I actually started on my pump at age 21. I really wasn’t worried about what others thought, or worried about the pump hanging off me - they are small enough that you can keep it in your pocket if that is a worry.

Sometimes it can take a serious event to force someone to get serious about their care. I went on the pump because of a near fatal episode of DKA - but even after that, I didn’t take the pump seriously because I wasn’t ready to.

I think that all you can do is show that you care and hope that he sees how serious the disease can be.


(D) #22

Thank you so much for reaching out. It definitely gives me hope.


(D) #23

I will. I also hope that he will eventually get the seriousness of it. Just hard waiting for him to get it. Lots of worries.


(D) #24

I will definitely mention to him. It only makes sense, however, for some reason, he is not that receptive.


(Michael) #25

I feel for you. I know I gave my parents quite a bit more worry than they deserved.

Not sure about f it helps your son but I can definitely say that I regret not caring for myself during periods of my life now. Hindsight is 20/20 as they say and I wish I would have done things differently as I am living with some of the consequences.
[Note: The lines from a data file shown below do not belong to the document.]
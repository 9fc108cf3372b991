use std::fs::File;
use std::io::BufReader;
use std::path::{Path, PathBuf};

use minenbt::{Tag, Value};

use crate::{Region, Result, REGION_WIDTH};

const DIGITS: &[u8; 36] = b"0123456789abcdefghijklmnopqrstuvwxyz";

/// Format a number in base 36 with lowercase digits, as used in the names of
/// per chunk files. Negative numbers get a leading `-`.
pub fn base36(n: i32) -> String {
    let mut m = n.unsigned_abs();
    let mut digits = vec![];
    loop {
        digits.push(DIGITS[(m % 36) as usize]);
        m /= 36;
        if m == 0 {
            break;
        }
    }
    if n < 0 {
        digits.push(b'-');
    }
    digits.iter().rev().map(|&d| d as char).collect()
}

/// Path of the per chunk file for chunk x, z, relative to the world
/// directory. Chunks are spread over 64x64 directories by coordinate, eg
/// chunk (-13, 44) is at `1f/18/c.-d.18.dat`.
pub fn chunk_file_path(x: i32, z: i32) -> PathBuf {
    let mut path = PathBuf::new();
    path.push(base36(x.rem_euclid(64)));
    path.push(base36(z.rem_euclid(64)));
    path.push(format!("c.{}.{}.dat", base36(x), base36(z)));
    path
}

/// Name of the region file holding chunk x, z.
pub fn region_file_name(x: i32, z: i32) -> String {
    format!("r.{}.{}.mcr", x >> 5, z >> 5)
}

/// A world save directory.
#[derive(Debug, Clone)]
pub struct World {
    dir: PathBuf,
}

impl World {
    pub fn new(dir: impl Into<PathBuf>) -> Self {
        Self { dir: dir.into() }
    }

    pub fn dir(&self) -> &Path {
        &self.dir
    }

    /// The region file for chunk x, z, if the world has one. McRegion files
    /// are preferred over Anvil ones.
    pub fn region_path(&self, x: i32, z: i32) -> Option<PathBuf> {
        let mcr = self.dir.join("region").join(region_file_name(x, z));
        if mcr.is_file() {
            return Some(mcr);
        }

        let mca = mcr.with_extension("mca");
        mca.is_file().then_some(mca)
    }

    /// Load chunk x, z. The region file is tried first, then the chunk's own
    /// gzip file. A chunk that is in neither place is `Ok(None)`.
    pub fn load_chunk(&self, x: i32, z: i32) -> Result<Option<Tag>> {
        if let Some(path) = self.region_path(x, z) {
            let mut region = Region::from_stream(BufReader::new(File::open(&path)?))?;
            let (rx, rz) = region_local(x, z);

            if let Some(tag) = region.read_chunk_tag(rx, rz)? {
                log::trace!("chunk ({}, {}) read from {}", x, z, path.display());
                return Ok(Some(tag));
            }
        }

        let path = self.dir.join(chunk_file_path(x, z));
        match minenbt::from_path(&path) {
            Ok(tag) => {
                log::trace!("chunk ({}, {}) read from {}", x, z, path.display());
                Ok(Some(tag))
            }
            Err(_) if !path.is_file() => {
                log::debug!("no chunk at ({}, {})", x, z);
                Ok(None)
            }
            Err(e) => Err(e.into()),
        }
    }

    /// Parse the world's `level.dat`.
    pub fn level(&self) -> Result<Tag> {
        Ok(minenbt::from_path(self.dir.join("level.dat"))?)
    }

    /// The chunk the single player is standing in, from `Data.Player.Pos` in
    /// `level.dat`. None if the world has no player or the level file is
    /// missing.
    pub fn player_chunk(&self) -> Result<Option<(i32, i32)>> {
        let level = match self.level() {
            Ok(level) => level,
            Err(crate::Error::Nbt(e)) if !self.dir.join("level.dat").is_file() => {
                log::debug!("no level.dat in {}: {}", self.dir.display(), e);
                return Ok(None);
            }
            Err(e) => return Err(e),
        };

        let pos = level
            .find_child("Data")
            .and_then(|data| data.find_child("Player"))
            .and_then(|player| player.find_child("Pos"))
            .and_then(Tag::as_list);

        let coords: Vec<f64> = match pos {
            Some(pos) => pos.iter().filter_map(Value::as_double).collect(),
            None => return Ok(None),
        };

        match coords[..] {
            [x, _, z] => Ok(Some((block_to_chunk(x), block_to_chunk(z)))),
            _ => {
                log::warn!("player position has {} coordinates", coords.len());
                Ok(None)
            }
        }
    }
}

/// Region-local coordinates of a chunk, each in 0..32.
pub fn region_local(x: i32, z: i32) -> (usize, usize) {
    let mask = REGION_WIDTH as i32 - 1;
    ((x & mask) as usize, (z & mask) as usize)
}

fn block_to_chunk(coord: f64) -> i32 {
    (coord / 16.0).floor() as i32
}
I wish you the best of luck and know you are not alone. My mom could tell you plenty of stories I am sure.


(Michael) #26

I was diagnosed when I was 11 back in 1976, and over the years I have had my share of highs and lows. I agree most of the comments saying he has to want to do it. I would suggest giving him support when needed but try not to push too hard. I am guessing he knows what he should be doing, but he has to do it! I remember growing up and having to deal with my mom, who "always knew what to do. " For her to suggest anything was just the beginning of an argument. Yes I was a miserable S.O.B. It wasn’t until I moved out that I finally started taking control. I realize that she was correct on a lot of the issues, and have since apologized many times over the years. Bear with it and hopefully he will get better with it. Also keep in mind that sometimes when dealing with a person whose sugar is in the moderately low range is sometimes like dealing with an argumentative drunk.


(P.) #27

Here’s a fairly simple thing to do. Keep the CGM on vibrate in the daytime. As you get ready to turn off the light at night, set the CGM on the red alarm “hypoRepeat” under “Profiles.” I am a deep sleeper and even if it has to repeatedly buzz, I will wake up and eat something and go right back to sleep. If he needs help finding the setting call the mfg. and they can walk him through it. My guess is that he just doesn’t want to be bothered in the middle of the night, but you can’t really ignore the HypoRepeat. If you want to sleep well, you could set it yourself. Just remind him in the morning to switch back to vibrate. He doesn’t want to be embarrassed by it alarming while he is in class or anywhere with friends. Give him a reward for compromising with you on this point–an extra hour of online time, a hamburger with all the trimmings, whatever teenagers want these days. I also have my alarm set at 80. If his BS goes down fast, set it higher: 85 or 90. Oh, also, tell him to take 15 grams of carb from his bedside table to treat low BS; he may be taking too little carb. Don’t put the CGM in bed with him, because that deadens the sound. Put it near the ear, say the nightstand.


(P.) #28

Oh, I should have added to my message, bribe him to try it the way I suggested for a week. If he doesn’t like it he doesn’t have to continue. Pay him $50 or something to agree to change the alarm settings each morning and night. My guess if he sees how much better that makes him feel, and has a little practice at it, he’ll want to continue on his own.